• EXERCISE AIM
Nothing but the lines below between the line holding "over a remote" and the line holding "- **Reducer**: Pure", inclusive, should appear in the answer, each set down exactly.

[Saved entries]
=-=-=-=-=
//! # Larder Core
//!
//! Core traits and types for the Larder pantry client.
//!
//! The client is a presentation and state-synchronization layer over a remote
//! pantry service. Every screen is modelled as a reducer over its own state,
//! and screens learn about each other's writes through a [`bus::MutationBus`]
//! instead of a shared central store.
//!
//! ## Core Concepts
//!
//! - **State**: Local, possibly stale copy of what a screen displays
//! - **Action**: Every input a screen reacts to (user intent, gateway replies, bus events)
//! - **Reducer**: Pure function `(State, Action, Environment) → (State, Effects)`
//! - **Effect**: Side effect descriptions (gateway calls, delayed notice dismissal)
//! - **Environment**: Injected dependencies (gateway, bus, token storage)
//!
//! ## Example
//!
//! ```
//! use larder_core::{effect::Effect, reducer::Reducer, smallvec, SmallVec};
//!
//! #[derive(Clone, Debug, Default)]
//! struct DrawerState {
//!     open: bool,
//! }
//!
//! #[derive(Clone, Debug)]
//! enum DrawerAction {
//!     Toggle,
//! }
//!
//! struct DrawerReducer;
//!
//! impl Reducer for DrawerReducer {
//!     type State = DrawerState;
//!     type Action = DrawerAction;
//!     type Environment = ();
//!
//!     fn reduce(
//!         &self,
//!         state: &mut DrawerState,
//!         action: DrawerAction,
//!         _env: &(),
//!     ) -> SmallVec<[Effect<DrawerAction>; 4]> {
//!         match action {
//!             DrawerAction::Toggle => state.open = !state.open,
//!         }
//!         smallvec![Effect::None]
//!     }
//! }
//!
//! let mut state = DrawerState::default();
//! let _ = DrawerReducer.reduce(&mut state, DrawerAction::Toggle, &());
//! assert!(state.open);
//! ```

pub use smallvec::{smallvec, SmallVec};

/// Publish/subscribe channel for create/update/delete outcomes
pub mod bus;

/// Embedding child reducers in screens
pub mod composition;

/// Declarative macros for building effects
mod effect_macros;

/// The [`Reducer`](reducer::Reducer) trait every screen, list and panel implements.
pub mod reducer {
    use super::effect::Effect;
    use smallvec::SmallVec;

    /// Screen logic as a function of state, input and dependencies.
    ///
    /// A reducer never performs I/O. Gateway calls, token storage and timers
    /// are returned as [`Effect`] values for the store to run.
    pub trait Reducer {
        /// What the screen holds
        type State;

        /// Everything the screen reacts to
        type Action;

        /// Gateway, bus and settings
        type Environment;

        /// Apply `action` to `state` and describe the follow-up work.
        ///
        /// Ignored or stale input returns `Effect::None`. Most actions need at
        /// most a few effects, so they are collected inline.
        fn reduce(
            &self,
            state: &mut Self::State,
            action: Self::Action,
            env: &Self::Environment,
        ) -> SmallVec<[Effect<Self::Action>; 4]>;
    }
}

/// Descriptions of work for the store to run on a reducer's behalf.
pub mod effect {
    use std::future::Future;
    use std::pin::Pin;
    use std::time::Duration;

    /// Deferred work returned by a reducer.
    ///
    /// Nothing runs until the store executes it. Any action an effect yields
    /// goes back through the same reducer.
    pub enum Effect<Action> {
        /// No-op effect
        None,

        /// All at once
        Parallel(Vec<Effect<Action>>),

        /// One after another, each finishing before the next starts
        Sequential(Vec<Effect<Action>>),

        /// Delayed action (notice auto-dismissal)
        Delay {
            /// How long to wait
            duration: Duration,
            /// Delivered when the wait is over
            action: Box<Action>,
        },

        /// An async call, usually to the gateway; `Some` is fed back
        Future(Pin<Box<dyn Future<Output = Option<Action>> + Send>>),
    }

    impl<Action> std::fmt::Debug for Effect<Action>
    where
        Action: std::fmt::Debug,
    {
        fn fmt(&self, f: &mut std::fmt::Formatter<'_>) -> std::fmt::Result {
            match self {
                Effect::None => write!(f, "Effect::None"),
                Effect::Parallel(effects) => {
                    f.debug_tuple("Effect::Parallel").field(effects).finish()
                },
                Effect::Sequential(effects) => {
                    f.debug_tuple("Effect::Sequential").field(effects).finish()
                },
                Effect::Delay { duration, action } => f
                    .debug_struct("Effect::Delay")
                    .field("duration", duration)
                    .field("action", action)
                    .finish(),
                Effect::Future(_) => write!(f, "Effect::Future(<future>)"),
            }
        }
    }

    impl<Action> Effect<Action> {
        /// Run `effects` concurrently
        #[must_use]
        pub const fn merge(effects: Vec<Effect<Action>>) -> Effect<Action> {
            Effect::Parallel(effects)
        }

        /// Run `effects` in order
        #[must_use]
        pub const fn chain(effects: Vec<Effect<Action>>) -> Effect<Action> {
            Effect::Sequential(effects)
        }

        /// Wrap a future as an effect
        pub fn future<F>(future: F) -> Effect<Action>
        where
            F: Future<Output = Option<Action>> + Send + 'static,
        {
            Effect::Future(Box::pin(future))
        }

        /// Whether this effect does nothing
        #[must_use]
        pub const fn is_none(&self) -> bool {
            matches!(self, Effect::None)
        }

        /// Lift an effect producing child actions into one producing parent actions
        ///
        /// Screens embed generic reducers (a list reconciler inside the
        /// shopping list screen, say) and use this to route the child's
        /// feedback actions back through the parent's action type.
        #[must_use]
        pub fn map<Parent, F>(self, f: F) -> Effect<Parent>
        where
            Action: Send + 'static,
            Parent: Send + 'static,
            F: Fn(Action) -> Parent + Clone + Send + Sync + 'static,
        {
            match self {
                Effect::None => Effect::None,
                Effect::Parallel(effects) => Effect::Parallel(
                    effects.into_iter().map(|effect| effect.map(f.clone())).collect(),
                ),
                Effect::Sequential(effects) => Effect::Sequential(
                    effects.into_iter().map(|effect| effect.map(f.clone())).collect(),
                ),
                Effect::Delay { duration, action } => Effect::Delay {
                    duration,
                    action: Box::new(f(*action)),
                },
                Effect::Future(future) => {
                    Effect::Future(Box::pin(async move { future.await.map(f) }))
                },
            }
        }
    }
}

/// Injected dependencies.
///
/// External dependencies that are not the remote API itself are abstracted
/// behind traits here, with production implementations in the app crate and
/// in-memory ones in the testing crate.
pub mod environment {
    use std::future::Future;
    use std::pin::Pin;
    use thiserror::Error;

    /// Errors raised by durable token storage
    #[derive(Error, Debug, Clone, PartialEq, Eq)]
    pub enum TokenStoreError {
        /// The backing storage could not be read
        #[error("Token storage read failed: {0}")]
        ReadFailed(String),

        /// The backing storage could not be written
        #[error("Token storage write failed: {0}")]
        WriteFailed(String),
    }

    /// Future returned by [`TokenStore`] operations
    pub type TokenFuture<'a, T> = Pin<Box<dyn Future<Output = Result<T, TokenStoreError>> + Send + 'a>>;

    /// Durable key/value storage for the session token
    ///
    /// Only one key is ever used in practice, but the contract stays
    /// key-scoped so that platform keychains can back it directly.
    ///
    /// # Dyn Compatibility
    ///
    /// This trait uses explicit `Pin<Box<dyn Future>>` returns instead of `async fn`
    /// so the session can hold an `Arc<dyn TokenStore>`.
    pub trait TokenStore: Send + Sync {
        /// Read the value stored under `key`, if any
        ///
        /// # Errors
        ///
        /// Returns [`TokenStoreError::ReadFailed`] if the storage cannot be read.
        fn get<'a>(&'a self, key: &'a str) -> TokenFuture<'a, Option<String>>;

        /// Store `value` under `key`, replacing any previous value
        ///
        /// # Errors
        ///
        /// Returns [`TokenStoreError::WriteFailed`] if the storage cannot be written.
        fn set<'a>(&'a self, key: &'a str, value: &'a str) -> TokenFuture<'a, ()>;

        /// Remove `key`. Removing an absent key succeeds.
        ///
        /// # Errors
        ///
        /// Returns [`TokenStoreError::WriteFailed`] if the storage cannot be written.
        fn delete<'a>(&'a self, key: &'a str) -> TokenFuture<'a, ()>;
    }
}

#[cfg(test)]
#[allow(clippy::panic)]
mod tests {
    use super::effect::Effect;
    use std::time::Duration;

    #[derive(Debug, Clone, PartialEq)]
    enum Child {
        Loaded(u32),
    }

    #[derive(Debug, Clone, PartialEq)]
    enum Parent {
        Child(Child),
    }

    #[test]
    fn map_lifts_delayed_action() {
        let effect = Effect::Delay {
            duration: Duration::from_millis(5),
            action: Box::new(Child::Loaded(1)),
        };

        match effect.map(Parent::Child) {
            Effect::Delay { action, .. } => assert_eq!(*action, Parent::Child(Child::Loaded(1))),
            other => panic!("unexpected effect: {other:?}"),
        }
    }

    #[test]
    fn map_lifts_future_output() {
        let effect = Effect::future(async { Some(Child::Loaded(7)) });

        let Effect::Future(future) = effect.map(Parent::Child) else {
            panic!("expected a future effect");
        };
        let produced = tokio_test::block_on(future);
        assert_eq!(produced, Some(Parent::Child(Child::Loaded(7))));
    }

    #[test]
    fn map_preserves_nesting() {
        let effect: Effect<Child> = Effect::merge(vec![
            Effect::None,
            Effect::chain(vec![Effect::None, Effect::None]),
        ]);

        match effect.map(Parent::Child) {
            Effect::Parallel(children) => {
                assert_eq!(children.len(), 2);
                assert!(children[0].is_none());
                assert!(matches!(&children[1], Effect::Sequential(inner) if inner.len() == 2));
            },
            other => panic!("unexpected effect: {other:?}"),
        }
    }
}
=-=-=-=-=
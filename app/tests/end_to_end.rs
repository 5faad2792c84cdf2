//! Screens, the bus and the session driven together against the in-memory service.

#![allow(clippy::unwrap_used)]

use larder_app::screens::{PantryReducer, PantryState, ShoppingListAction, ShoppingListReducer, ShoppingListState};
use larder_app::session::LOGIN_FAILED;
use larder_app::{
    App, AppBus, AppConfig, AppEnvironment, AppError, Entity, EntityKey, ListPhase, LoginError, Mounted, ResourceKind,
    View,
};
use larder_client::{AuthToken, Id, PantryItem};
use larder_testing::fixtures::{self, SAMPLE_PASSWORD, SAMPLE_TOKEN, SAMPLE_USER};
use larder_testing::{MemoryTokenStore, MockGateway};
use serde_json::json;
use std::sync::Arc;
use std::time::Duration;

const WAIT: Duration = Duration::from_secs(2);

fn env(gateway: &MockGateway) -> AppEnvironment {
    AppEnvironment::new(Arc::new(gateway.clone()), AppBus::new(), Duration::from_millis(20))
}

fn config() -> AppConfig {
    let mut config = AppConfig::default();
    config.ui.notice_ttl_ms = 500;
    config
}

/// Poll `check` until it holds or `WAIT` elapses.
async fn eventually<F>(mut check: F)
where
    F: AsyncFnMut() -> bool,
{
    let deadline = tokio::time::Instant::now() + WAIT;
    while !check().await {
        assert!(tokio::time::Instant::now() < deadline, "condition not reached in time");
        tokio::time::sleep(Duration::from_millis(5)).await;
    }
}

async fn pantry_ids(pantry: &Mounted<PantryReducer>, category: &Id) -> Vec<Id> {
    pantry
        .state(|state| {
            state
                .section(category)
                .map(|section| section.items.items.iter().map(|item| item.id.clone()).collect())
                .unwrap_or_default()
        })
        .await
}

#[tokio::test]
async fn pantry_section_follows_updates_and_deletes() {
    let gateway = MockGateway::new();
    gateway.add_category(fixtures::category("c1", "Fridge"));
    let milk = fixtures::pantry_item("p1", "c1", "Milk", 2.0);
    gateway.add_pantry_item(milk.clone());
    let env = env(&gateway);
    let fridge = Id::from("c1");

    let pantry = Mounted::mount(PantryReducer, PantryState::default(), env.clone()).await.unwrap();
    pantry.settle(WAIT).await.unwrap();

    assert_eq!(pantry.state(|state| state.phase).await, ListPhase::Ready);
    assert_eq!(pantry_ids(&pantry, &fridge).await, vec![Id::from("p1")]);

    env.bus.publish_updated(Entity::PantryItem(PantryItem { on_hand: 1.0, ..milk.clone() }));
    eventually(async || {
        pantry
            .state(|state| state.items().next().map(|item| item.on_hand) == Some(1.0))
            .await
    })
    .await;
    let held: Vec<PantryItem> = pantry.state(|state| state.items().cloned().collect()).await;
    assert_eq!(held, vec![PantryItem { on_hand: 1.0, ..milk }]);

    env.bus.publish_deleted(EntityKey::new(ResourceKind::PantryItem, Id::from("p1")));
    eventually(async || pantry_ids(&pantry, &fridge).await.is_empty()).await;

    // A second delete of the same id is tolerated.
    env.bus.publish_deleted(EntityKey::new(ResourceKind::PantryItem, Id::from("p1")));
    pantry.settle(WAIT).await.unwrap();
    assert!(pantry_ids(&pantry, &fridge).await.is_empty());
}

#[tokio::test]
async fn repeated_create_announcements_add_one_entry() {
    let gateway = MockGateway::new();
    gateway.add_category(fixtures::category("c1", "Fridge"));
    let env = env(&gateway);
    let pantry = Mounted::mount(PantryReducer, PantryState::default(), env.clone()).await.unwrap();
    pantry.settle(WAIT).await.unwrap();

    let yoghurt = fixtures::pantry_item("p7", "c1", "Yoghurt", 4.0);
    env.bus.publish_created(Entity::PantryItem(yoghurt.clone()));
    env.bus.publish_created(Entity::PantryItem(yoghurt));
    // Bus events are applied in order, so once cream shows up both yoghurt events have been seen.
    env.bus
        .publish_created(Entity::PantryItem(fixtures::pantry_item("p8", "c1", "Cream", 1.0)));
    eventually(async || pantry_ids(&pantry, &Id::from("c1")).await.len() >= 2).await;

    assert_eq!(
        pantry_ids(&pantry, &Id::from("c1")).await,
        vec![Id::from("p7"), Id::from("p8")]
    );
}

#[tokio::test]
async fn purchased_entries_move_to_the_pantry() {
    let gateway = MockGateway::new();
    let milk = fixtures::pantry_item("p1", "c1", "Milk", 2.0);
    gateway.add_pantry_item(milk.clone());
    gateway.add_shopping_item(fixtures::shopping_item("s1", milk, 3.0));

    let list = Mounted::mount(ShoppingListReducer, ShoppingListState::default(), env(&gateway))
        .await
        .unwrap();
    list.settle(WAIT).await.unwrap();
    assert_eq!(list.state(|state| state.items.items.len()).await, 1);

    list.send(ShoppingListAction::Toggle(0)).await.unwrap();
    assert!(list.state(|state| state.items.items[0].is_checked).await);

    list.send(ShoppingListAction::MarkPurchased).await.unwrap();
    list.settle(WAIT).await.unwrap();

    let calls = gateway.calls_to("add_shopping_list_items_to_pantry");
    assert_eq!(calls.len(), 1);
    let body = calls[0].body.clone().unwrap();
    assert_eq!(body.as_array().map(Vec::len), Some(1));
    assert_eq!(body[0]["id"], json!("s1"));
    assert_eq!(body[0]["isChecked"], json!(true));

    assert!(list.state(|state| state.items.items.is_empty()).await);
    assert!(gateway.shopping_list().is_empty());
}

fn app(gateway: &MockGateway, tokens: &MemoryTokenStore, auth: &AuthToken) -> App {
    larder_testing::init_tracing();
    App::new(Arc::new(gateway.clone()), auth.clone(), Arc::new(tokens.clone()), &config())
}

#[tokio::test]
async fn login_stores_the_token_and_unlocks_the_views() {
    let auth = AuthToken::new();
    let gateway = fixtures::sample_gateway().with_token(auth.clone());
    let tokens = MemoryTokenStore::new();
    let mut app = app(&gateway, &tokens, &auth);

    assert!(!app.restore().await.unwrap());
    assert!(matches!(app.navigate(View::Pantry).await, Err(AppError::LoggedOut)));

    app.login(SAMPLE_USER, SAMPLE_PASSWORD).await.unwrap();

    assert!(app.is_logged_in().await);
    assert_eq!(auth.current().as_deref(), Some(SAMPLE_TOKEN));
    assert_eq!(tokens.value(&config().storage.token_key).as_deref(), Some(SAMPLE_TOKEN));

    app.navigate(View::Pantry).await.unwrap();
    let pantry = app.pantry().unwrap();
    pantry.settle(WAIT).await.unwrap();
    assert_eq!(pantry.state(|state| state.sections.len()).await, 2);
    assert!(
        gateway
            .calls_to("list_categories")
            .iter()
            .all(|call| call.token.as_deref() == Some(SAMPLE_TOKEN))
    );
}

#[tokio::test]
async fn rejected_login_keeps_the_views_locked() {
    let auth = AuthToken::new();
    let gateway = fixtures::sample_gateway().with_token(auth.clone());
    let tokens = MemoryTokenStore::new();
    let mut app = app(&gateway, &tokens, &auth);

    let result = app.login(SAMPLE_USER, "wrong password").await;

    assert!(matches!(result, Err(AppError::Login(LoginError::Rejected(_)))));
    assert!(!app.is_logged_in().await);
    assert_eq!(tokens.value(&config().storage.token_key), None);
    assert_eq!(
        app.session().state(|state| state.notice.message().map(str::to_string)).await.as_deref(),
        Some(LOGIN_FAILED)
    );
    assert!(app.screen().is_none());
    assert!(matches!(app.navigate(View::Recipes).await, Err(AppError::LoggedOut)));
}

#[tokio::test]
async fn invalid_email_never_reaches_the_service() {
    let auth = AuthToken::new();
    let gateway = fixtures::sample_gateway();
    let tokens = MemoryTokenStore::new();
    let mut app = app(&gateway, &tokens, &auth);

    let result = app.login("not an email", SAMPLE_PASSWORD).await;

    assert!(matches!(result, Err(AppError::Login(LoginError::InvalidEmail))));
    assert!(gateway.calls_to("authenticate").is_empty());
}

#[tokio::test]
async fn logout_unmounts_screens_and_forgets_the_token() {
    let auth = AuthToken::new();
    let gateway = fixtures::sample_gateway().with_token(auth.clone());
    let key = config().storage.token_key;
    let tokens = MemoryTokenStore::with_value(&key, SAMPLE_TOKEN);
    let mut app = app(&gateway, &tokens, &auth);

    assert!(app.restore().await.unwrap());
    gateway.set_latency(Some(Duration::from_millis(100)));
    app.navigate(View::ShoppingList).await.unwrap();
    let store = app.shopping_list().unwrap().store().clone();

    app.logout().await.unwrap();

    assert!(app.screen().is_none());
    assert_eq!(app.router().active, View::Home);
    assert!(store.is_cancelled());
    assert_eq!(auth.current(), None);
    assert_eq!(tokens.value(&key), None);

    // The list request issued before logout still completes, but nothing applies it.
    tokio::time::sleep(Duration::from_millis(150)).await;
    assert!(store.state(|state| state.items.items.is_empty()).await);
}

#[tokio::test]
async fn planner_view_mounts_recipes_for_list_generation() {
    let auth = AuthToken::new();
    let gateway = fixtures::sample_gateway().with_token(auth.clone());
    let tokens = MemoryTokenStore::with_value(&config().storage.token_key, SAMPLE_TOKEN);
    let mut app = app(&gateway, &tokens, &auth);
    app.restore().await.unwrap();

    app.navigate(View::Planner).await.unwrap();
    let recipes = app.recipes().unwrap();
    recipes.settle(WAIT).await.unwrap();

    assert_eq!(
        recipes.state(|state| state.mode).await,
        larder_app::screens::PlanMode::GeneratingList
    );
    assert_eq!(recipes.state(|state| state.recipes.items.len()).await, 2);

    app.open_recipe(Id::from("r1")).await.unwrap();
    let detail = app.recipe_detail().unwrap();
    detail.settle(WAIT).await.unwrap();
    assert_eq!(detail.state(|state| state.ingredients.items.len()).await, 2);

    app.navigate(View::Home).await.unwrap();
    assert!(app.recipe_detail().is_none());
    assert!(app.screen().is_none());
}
=-=-=-=-=
• RESPONSE TO THIS TASK
//! The client is a presentation and state-synchronization layer over a remote
//! pantry service. Every screen is modelled as a reducer over its own state,
//! and screens learn about each other's writes through a [`bus::MutationBus`]
//! instead of a shared central store.
//!
//! ## Core Concepts
//!
//! - **State**: Local, possibly stale copy of what a screen displays
//! - **Action**: Every input a screen reacts to (user intent, gateway replies, bus events)
//! - **Reducer**: Pure function `(State, Action, Environment) → (State, Effects)`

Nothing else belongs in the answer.